Pour illustrer le thème de sa toile Le Courage guerrier, François Pascal Simon Gérard (1770-1837) aurait pu choisir maints exemples dans l’histoire nationale. Il choisit comme allégorie un Gaulois, c’est-à-dire ni un stratège ni un vainqueur, à peine un héros. En écho à ceux qui tentèrent de forcer le double encerclement des armées romaines à Alésia, sa composition aux teintes nocturnes est centrée sur un guerrier isolé qui, cheveux roux au vent, présente sa poitrine nue et blanche à plusieurs ennemis retranchés, invisibles et lourdement armés de lances. Son attitude de défi typiquement romantique inscrit dans la toile une verticale dynamique sur laquelle semblent se heurter les horizontales tracées par les piques ennemies.
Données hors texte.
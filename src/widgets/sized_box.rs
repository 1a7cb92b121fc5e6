use crate::layout::{Constraints, Size};
use crate::renderer::PaintContext;

use super::widget::{Color, Rect, Widget};

/// A leaf widget with a preferred size and an optional rounded fill.
pub struct SizedBox {
    preferred: Size,
    color: Color,
    corner_radius: f32,
    bounds: Rect,
}

impl SizedBox {
    pub fn new(width: f32, height: f32) -> Self {
        Self {
            preferred: Size::new(width, height),
            color: Color::TRANSPARENT,
            corner_radius: 0.0,
            bounds: Rect::new(0.0, 0.0, 0.0, 0.0),
        }
    }

    pub fn color(mut self, color: Color) -> Self {
        self.color = color;
        self
    }

    pub fn corner_radius(mut self, radius: f32) -> Self {
        self.corner_radius = radius;
        self
    }
}

impl Widget for SizedBox {
    fn layout(&mut self, constraints: Constraints) -> Size {
        let size = constraints.constrain(self.preferred);
        self.bounds.width = size.width;
        self.bounds.height = size.height;
        size
    }

    fn set_origin(&mut self, x: f32, y: f32) {
        self.bounds.x = x;
        self.bounds.y = y;
    }

    fn paint(&self, ctx: &mut PaintContext) {
        if self.color.a > 0.0 && !self.bounds.size().is_empty() {
            ctx.draw_rounded_rect(self.bounds, self.color, self.corner_radius);
        }
    }

    fn bounds(&self) -> Rect {
        self.bounds
    }
}

/// Create a fixed-size box
pub fn sized_box(width: f32, height: f32) -> SizedBox {
    SizedBox::new(width, height)
}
L’aquarelle de Théodore Chassériau (1819-1856), de petit format, met en scène dans un réel entassement la lutte inéquitable entre un guerrier à cheval et des civils livrés au meurtre, au pillage et au viol. Monté sur un cheval cabré pour franchir un mur de cadavres, le Gaulois s’apprête à frapper de sa hache brandie en l’air le dernier homme debout, qui l’affronte à mains nues ; dans l’autre diagonale, une femme tente de retenir la captive qu’il enlève et traîne ligotée à la croupe de sa monture. Ce trophée vivant et dénudé va de pair avec un trophée mort, une tête d’homme séparée de son corps. Les précieux drapés des vêtements des victimes et la tunique immaculée du guerrier tranchent avec l’arrière-plan crépusculaire, où s’exerce aussi l’impitoyable barbarie gauloise.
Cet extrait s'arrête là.